So for weak evidence you might put (possibly Sevier County), Tennessee; for stronger evidence (likely Sevier County), Tennessee; or (most likely Sevier County), Tennessee.

I add estimated places as “of, Sevier, Tennessee”. I don’t create a lot of narrative reports to share with anyone. If someone does want one I would use Search & Replace to change “of,” to possibly or probably so I don’t have to fix the sentence template to support of.

@rzamor1 I think this would be a great case for enhancing the Proof field (as has already been requested) and allowing it to be used with branching logic in reports.

Example:

If a death fact entry had a Proof field value of “Hypothesis” (a new value), the sentence would read “Estimated to have died in X”. But if the field value were later updated to “Proved” the sentence would read “So-and-so died in X.”

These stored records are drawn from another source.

impl MarkupDocument {
    pub fn new() -> Self {
        Self {
            nodes: vec![NodeData {
                kind: NodeKind::Root,
                parent: None,
                children: Vec::new(),
            }],
            selection: Selection::caret(0),
        }
    }

    pub fn from_markup(nodes: Vec<Markup>) -> Self {
        let mut doc = Self::new();
        for (index, node) in nodes.into_iter().enumerate() {
            doc.attach(node, ROOT, index);
        }
        doc.normalize();
        doc
    }

    /// Parse an XHTML fragment such as a stored styled reference
    pub fn parse(fragment: &str) -> Result<Self, MarkupError> {
        Ok(Self::from_markup(parse_fragment(fragment)?))
    }

    /// Detached copy of the document's top-level nodes
    pub fn to_markup_nodes(&self) -> Vec<Markup> {
        self.nodes[ROOT.0]
            .children
            .iter()
            .map(|&child| self.detach_copy(child))
            .collect()
    }

    /// Serialize back to an XHTML fragment
    pub fn to_markup(&self) -> Result<String, MarkupError> {
        write_fragment(&self.to_markup_nodes())
    }

    fn detach_copy(&self, node: NodeId) -> Markup {
        let data = &self.nodes[node.0];
        match &data.kind {
            NodeKind::Text(text) => Markup::Text(text.clone()),
            NodeKind::Element { tag, classes } => Markup::Element {
                tag: tag.clone(),
                classes: classes.clone(),
                children: data.children.iter().map(|&c| self.detach_copy(c)).collect(),
            },
            NodeKind::Root => Markup::Element {
                tag: String::new(),
                classes: Vec::new(),
                children: data.children.iter().map(|&c| self.detach_copy(c)).collect(),
            },
        }
    }

    fn alloc(&mut self, kind: NodeKind) -> NodeId {
        self.nodes.push(NodeData {
            kind,
            parent: None,
            children: Vec::new(),
        });
        NodeId(self.nodes.len() - 1)
    }

    fn insert_child(&mut self, parent: NodeId, index: usize, child: NodeId) {
        let children = &mut self.nodes[parent.0].children;
        let index = index.min(children.len());
        children.insert(index, child);
        self.nodes[child.0].parent = Some(parent);
    }

    /// Build `markup` as a subtree and link it under `parent` at `index`
    fn attach(&mut self, markup: Markup, parent: NodeId, index: usize) -> NodeId {
        let (kind, children) = match markup {
            Markup::Text(text) => (NodeKind::Text(text), Vec::new()),
            Markup::Element {
                tag,
                classes,
                children,
            } => (NodeKind::Element { tag, classes }, children),
        };
        let id = self.alloc(kind);
        self.insert_child(parent, index, id);
        for (i, child) in children.into_iter().enumerate() {
            self.attach(child, id, i);
        }
        id
    }

    fn unlink(&mut self, node: NodeId) -> Option<(NodeId, usize)> {
        let parent = self.nodes[node.0].parent.take()?;
        let children = &mut self.nodes[parent.0].children;
        let index = children.iter().position(|&c| c == node)?;
        children.remove(index);
        Some((parent, index))
    }

    fn is_attached(&self, node: NodeId) -> bool {
        let mut current = node;
        while let Some(parent) = self.nodes[current.0].parent {
            current = parent;
        }
        current == ROOT
    }

    fn index_in_parent(&self, node: NodeId) -> Option<(NodeId, usize)> {
        let parent = self.nodes[node.0].parent?;
        let index = self.nodes[parent.0].children.iter().position(|&c| c == node)?;
        Some((parent, index))
    }

    /// All attached nodes below `node` in document order
    fn preorder(&self, node: NodeId) -> Vec<NodeId> {
        let mut out = Vec::new();
        let mut stack: Vec<NodeId> = self.nodes[node.0].children.iter().rev().copied().collect();
        while let Some(current) = stack.pop() {
            out.push(current);
            stack.extend(self.nodes[current.0].children.iter().rev().copied());
        }
        out
    }

    /// Drop the payload of a subtree that will never be reattached
    fn release(&mut self, node: NodeId) {
        let mut stack = vec![node];
        while let Some(current) = stack.pop() {
            let data = &mut self.nodes[current.0];
            stack.append(&mut data.children);
            if let NodeKind::Text(text) = &mut data.kind {
                *text = String::new();
            }
        }
    }

    /// Text range covered by every attached node
    fn extents(&self) -> HashMap<NodeId, TextRange> {
        let mut out = HashMap::new();
        let mut offset = 0;
        self.measure(ROOT, &mut offset, &mut out);
        out
    }

    fn measure(&self, node: NodeId, offset: &mut usize, out: &mut HashMap<NodeId, TextRange>) {
        let start = *offset;
        let data = &self.nodes[node.0];
        match &data.kind {
            NodeKind::Text(text) => *offset += text.chars().count(),
            _ => {
                for &child in &data.children {
                    self.measure(child, offset, out);
                }
            }
        }
        out.insert(node, TextRange::new(start, *offset));
    }

    /// Non-empty text nodes with their ranges, in document order
    fn text_nodes(&self) -> Vec<(NodeId, TextRange)> {
        let extents = self.extents();
        self.preorder(ROOT)
            .into_iter()
            .filter(|&n| matches!(self.nodes[n.0].kind, NodeKind::Text(_)))
            .filter_map(|n| extents.get(&n).map(|&r| (n, r)))
            .filter(|(_, r)| !r.is_collapsed())
            .collect()
    }

    /// Text node holding `offset`, resolved by `affinity` when it sits on a boundary
    fn text_node_at(&self, offset: usize, affinity: Affinity) -> Option<NodeId> {
        let nodes = self.text_nodes();
        let downstream = || {
            nodes
                .iter()
                .find(|(_, r)| r.start_offset <= offset && offset < r.end_offset)
        };
        let upstream = || {
            nodes
                .iter()
                .find(|(_, r)| r.start_offset < offset && offset <= r.end_offset)
        };
        let found = match affinity {
            Affinity::Downstream => downstream().or_else(upstream),
            Affinity::Upstream => upstream().or_else(downstream),
        };
        found
            .or_else(|| if offset == 0 { nodes.first() } else { nodes.last() })
            .map(|(n, _)| *n)
    }

    /// Make `offset` fall between two text nodes rather than inside one
    fn split_text(&mut self, offset: usize) {
        let Some((node, range)) = self
            .text_nodes()
            .into_iter()
            .find(|(_, r)| r.start_offset < offset && offset < r.end_offset)
        else {
            return;
        };
        let local = offset - range.start_offset;
        let right = match &mut self.nodes[node.0].kind {
            NodeKind::Text(text) => {
                let Some((byte, _)) = text.char_indices().nth(local) else {
                    return;
                };
                text.split_off(byte)
            }
            _ => return,
        };
        if let Some((parent, index)) = self.index_in_parent(node) {
            let id = self.alloc(NodeKind::Text(right));
            self.insert_child(parent, index + 1, id);
        }
    }

    /// Where a caret at `offset` would insert new content
    fn insertion_point(&mut self, offset: usize) -> (NodeId, usize) {
        self.split_text(offset);
        let nodes = self.text_nodes();
        let before = nodes.iter().find(|(_, r)| r.end_offset == offset);
        let after = nodes.iter().find(|(_, r)| r.start_offset == offset);
        match (before, after) {
            (Some((node, _)), _) => self
                .index_in_parent(*node)
                .map(|(p, i)| (p, i + 1))
                .unwrap_or((ROOT, 0)),
            (None, Some((node, _))) => self.index_in_parent(*node).unwrap_or((ROOT, 0)),
            (None, None) => (ROOT, self.nodes[ROOT.0].children.len()),
        }
    }

    fn common_ancestor(&self, a: NodeId, b: NodeId) -> NodeId {
        let mut chain = vec![a];
        let mut current = a;
        while let Some(parent) = self.nodes[current.0].parent {
            chain.push(parent);
            current = parent;
        }
        let mut current = b;
        loop {
            if chain.contains(&current) {
                return current;
            }
            match self.nodes[current.0].parent {
                Some(parent) => current = parent,
                None => return ROOT,
            }
        }
    }

    /// Drop empty text nodes and merge adjacent text siblings
    fn normalize(&mut self) {
        let mut parents = vec![ROOT];
        parents.extend(self.preorder(ROOT));
        for parent in parents {
            let children = std::mem::take(&mut self.nodes[parent.0].children);
            let mut kept: Vec<NodeId> = Vec::with_capacity(children.len());
            for child in children {
                let text = match &mut self.nodes[child.0].kind {
                    NodeKind::Text(text) => Some(std::mem::take(text)),
                    _ => None,
                };
                match (text, kept.last().copied()) {
                    (Some(text), _) if text.is_empty() => self.nodes[child.0].parent = None,
                    (Some(text), Some(prev)) => {
                        if let NodeKind::Text(prev_text) = &mut self.nodes[prev.0].kind {
                            prev_text.push_str(&text);
                            self.nodes[child.0].parent = None;
                        } else {
                            self.nodes[child.0].kind = NodeKind::Text(text);
                            kept.push(child);
                        }
                    }
                    (Some(text), None) => {
                        self.nodes[child.0].kind = NodeKind::Text(text);
                        kept.push(child);
                    }
                    (None, _) => kept.push(child),
                }
            }
            self.nodes[parent.0].children = kept;
        }
    }
}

Behind the scenes there would be the usual sentence template language coding at work, but using the Proof field as a toggle.

I have been looking seriously at using RM’s Proof  field moving forward, even though I haven’t used it so far and even though it supports an insufficient number of adjectives. But one problem is that most facts are really two facts in disguise - namely, a place and a date. And the Birth fact is really three facts in disguise because it’s the introduction to a person’s name.

For example, Emmert Bryan was born on 1 Nov 1898 in Jefferson County, Tennessee is really three facts.

  1. His name was Emmert Bryan
  2. He was born on 1 Nov 1898.
  3. He was born in Jefferson County, Tennessee

My evidence for each of these three “facts” may be different, and the strength of the evidence may be different for each of the three “facts”. But I only have one Proof field that has to cover all three “facts”.

In this particular case, his Delayed Birth Certificate is strong evidence for all three “facts”. But in my experience it’s very common that the evidence for the date is not evidence for the place and vice versa, and the evidence for the name is all over the place and typically is not evidence for the place. For example, I have never seen a family bible that says anything about where anybody was born or died.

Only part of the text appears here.